The rain this week is a bittersweet blessing.
As I hunker down indoors my thoughts turn to cooking and food. More specifically I'm thinking about sourdough, my sourdough - the wild yeast starter I concocted three months ago that now lives in my refrigerator. And I'm thinking to myself, It's probably hungry I better feed it before it dies.
Here's the backstory: Last December my neighbor Lois gave me her copy of Saveur magazine, (Dec/Jan 2018). I enjoyed the stories about people, food, and culture. And I liked reading Lois' comments scattered throughout the magazine.
So anyway I came across an article about making sourdough starter with whole wheat flour, filtered water, and pineapple juice. Hmmm, I've got whole wheat flour and I've got canned pineapples in unsweetened juice. I did a little more in-depth reading (Debra Wink: Part 1 & Part 2) and found the process interesting, you know, like a science project. The experiment began 12/16/17.

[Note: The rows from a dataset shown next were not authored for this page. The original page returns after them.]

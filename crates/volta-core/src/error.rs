//! Error types for volta-core.

use thiserror::Error;

/// Error type for volta-core operations.
///
/// End-of-stream is not represented here: a `read` returning `Ok(0)` for a
/// non-empty block is the end-of-stream signal, as with `std::io::Read`.
#[derive(Error, Debug)]
pub enum Error {
    #[error("Invalid config: {0}")]
    InvalidConfig(String),

    #[error("Short write: {written} of {offered} samples accepted")]
    ShortWrite { written: usize, offered: usize },

    #[error("Invalid write: writer reported {written} samples for a block of {offered}")]
    InvalidWrite { written: usize, offered: usize },

    #[error("Invalid read: reader reported {read} samples for a block of {capacity}")]
    InvalidRead { read: usize, capacity: usize },

    #[error("Unsupported operation: {0}")]
    Unsupported(&'static str),

    #[error("Stream closed")]
    Closed,

    #[error("Sparse batch out of order: index {index} after {previous}")]
    InvalidSparseBatch { index: usize, previous: usize },

    #[error("Module fault: {0}")]
    Module(String),

    #[error("Patch worker panicked")]
    WorkerPanicked,

    #[error("IO error: {0}")]
    Io(#[from] std::io::Error),

    #[cfg(feature = "device")]
    #[error("Invalid device: {0}")]
    InvalidDevice(String),

    #[cfg(feature = "device")]
    #[error("Audio device not available")]
    DeviceNotAvailable(#[from] cpal::DefaultStreamConfigError),

    #[cfg(feature = "device")]
    #[error("Failed to build audio stream")]
    BuildStream(#[from] cpal::BuildStreamError),

    #[cfg(feature = "device")]
    #[error("Failed to play audio stream")]
    PlayStream(#[from] cpal::PlayStreamError),

    #[cfg(feature = "device")]
    #[error("Failed to pause audio stream")]
    PauseStream(#[from] cpal::PauseStreamError),

    #[cfg(feature = "device")]
    #[error("Failed to enumerate devices")]
    DevicesError(#[from] cpal::DevicesError),

    #[cfg(feature = "device")]
    #[error("Failed to get device name")]
    DeviceNameError(#[from] cpal::DeviceNameError),
}

/// Result type alias.
pub type Result<T> = core::result::Result<T, Error>;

On the fireplace mantel, warmest spot in the house.
Sourdough bread: Fail
The bread was dense and inedible. I think the starter wasn't mature enough to make bread. So I made crackers instead.
Sourdough starter: Fail
Had problems transitioning the starter from whole wheat flour to all-purpose flour. The good critters died (no healthy bubbling) and bad nasty mold took over. Ahem, also, I may have gone too long between feedings and starved the poor yeasty critters.
This is good: happy healthy sourdough starter bubbling and smelling yeasty.

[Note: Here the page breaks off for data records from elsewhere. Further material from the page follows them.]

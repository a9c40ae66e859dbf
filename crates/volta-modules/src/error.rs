//! Error types for volta-modules.

use thiserror::Error;

#[derive(Error, Debug)]
pub enum Error {
    #[error("Invalid parameter: {0}")]
    InvalidParameter(String),

    #[error(transparent)]
    Core(#[from] volta_core::Error),
}

pub type Result<T> = std::result::Result<T, Error>;
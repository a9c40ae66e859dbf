//! Modules for Volta: envelopes, amplifiers, oscillators and control sources
//! built on the `volta-core` stream contract.
//!
//! - [`Adsr`]: gate in, envelope out
//! - [`Vca`]: audio times amplitude CV
//! - [`Osc`] / [`Noise`]: audio sources
//! - [`Voltage`], [`FuncSource`], [`Gate`]: control sources
//! - [`Shaper`]: per-sample functions
//! - [`tuning`]: key and frequency conversions

pub mod error;
pub use error::{Error, Result};

pub mod adsr;
pub use adsr::{Adsr, AdsrParams, Stage};

pub mod vca;
pub use vca::{Vca, VcaControl};

pub mod osc;
pub use osc::{Osc, Polarity, Range, Waveform};

mod noise;
pub use noise::Noise;

pub mod control;
pub use control::{FuncSource, Gate, Voltage};

pub mod shaper;
pub use shaper::Shaper;

pub mod tuning;
pub use tuning::{StdTuning, Tuning};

This is bad: lifeless sourdough starter with mold growing.
By the end of January I figured out a feeding schedule to keep the starter alive and happy. Every few weeks I do a "refresh". I take One Cup of starter and "discard" the rest. Then I add One Cup of whole wheat flour, ½ Cup filtered water, mix it all up, put it in a clean jar, and stick it back in the fridge.
Then with the discarded starter I make crackers. Although making crackers is not hard, it's not a quick process, the dough needs 6 hours to rest. I've found that making crackers over two days works the best for me. On the first day (right after feeding and divvying up the starter) I measure and mix the cracker dough, let it rest for 6 hours, then put it in the refrigerator overnight. The next day I take it out of the fridge, roll it, bake it, and eat it.

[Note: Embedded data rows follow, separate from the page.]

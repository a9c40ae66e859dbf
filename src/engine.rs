//! VoltaEngine that owns the rack configuration and every running patch.

use crate::core::compat::Mutex;
use crate::core::{Config, PatchHandle, Processor, Rack, Writer};
use crate::{Error, Result};

/// Identifies a patch started by [`VoltaEngine::patch`].
#[derive(Debug, Clone, Copy, PartialEq, Eq, Hash, PartialOrd, Ord)]
pub struct PatchId(u64);

impl PatchId {
    pub fn get(self) -> u64 {
        self.0
    }
}

struct Patches {
    running: Vec<(PatchId, PatchHandle)>,
    next_id: u64,
}

/// Runs patches against a shared [`Config`].
///
/// Dropping the engine cancels every patch it still owns.
///
/// # Example
///
/// ```ignore
/// use volta::prelude::*;
///
/// let engine = VoltaEngine::builder().sample_rate(48_000).build()?;
/// let sink = SharedBuffer::new();
/// let id = engine.patch(Box::new(sink.clone()), vec![Box::new(Source::new(Voltage::new(0.5)))])?;
/// engine.cancel(id)?;
/// ```
pub struct VoltaEngine {
    rack: Rack,
    patches: Mutex<Patches>,
}

impl VoltaEngine {
    /// Create a new engine builder
    pub fn builder() -> crate::VoltaEngineBuilder {
        crate::VoltaEngineBuilder::default()
    }

    pub(crate) fn new(config: Config) -> Result<Self> {
        Ok(Self {
            rack: Rack::new(config)?,
            patches: Mutex::new(Patches {
                running: Vec::new(),
                next_id: 0,
            }),
        })
    }

    pub fn config(&self) -> &Config {
        self.rack.config()
    }

    pub fn sample_rate(&self) -> u32 {
        self.rack.config().sample_rate
    }

    /// Wire and start a patch. See [`Rack::patch`].
    pub fn patch(&self, dst: Box<dyn Writer>, chain: Vec<Box<dyn Processor>>) -> Result<PatchId> {
        let handle = self.rack.patch(dst, chain)?;
        let mut patches = self.patches.lock();
        let id = PatchId(patches.next_id);
        patches.next_id += 1;
        patches.running.push((id, handle));
        tracing::debug!(id = id.0, "engine patch added");
        Ok(id)
    }

    /// Cancel one patch and return how it ended.
    pub fn cancel(&self, id: PatchId) -> Result<()> {
        let handle = {
            let mut patches = self.patches.lock();
            let pos = patches
                .running
                .iter()
                .position(|(pid, _)| *pid == id)
                .ok_or(Error::UnknownPatch(id.0))?;
            patches.running.remove(pos).1
        };
        Self::finish(handle)
    }

    /// Cancel every patch. All are cancelled; the first error is returned.
    pub fn cancel_all(&self) -> Result<()> {
        let handles: Vec<_> = std::mem::take(&mut self.patches.lock().running);
        let mut first = Ok(());
        for (id, handle) in handles {
            if let Err(e) = Self::finish(handle) {
                tracing::warn!(id = id.0, "patch ended with error: {}", e);
                if first.is_ok() {
                    first = Err(e);
                }
            }
        }
        first
    }

    /// Number of patches owned by the engine, finished or not.
    pub fn patch_count(&self) -> usize {
        self.patches.lock().running.len()
    }

    /// Whether the patch's worker has exited.
    pub fn is_finished(&self, id: PatchId) -> Result<bool> {
        self.patches
            .lock()
            .running
            .iter()
            .find(|(pid, _)| *pid == id)
            .map(|(_, h)| h.is_finished())
            .ok_or(Error::UnknownPatch(id.0))
    }

    /// Remove patches whose worker already exited and report how each ended.
    pub fn reap(&self) -> Vec<(PatchId, Result<()>)> {
        let finished: Vec<_> = {
            let mut patches = self.patches.lock();
            let (done, running) = std::mem::take(&mut patches.running)
                .into_iter()
                .partition(|(_, h)| h.is_finished());
            patches.running = running;
            done
        };
        finished
            .into_iter()
            .map(|(id, handle)| (id, Self::finish(handle)))
            .collect()
    }

    /// Replace the configuration and push it to every running patch.
    pub fn set_config(&mut self, config: Config) -> Result<()> {
        self.rack = Rack::new(config)?;
        for (id, handle) in self.patches.lock().running.iter() {
            if let Err(e) = handle.set_config(config) {
                tracing::debug!(id = id.0, "patch not reconfigured: {}", e);
            }
        }
        Ok(())
    }

    /// List available output devices
    #[cfg(feature = "device")]
    pub fn list_output_devices() -> Result<Vec<String>> {
        Ok(crate::core::DeviceWriter::list_devices()?)
    }

    fn finish(mut handle: PatchHandle) -> Result<()> {
        Ok(handle.cancel()?)
    }
}

impl Drop for VoltaEngine {
    fn drop(&mut self) {
        if let Err(e) = self.cancel_all() {
            tracing::warn!("engine shutdown: {}", e);
        }
    }
}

I only sprinkle a wee bit of sugar and salt on the crackers. It doesn't need much when you're dipping it in hummus.
My sourdough starter has never been happier. Look, it just about overflowed it's 1½ pint mason jar! It was last fed at the beginning of the month and last week I noticed that all of a sudden it's volume had doubled. If it gets any happier I will need to get a larger jar.
So that's the story of my sourdough experiment. All it took to create a starter was whole wheat flour, water, and a bit of pineapple juice. Oh, and a whole lot of time. Maybe one of these days I'll try making bread, but for now we're happy with the homemade crackers.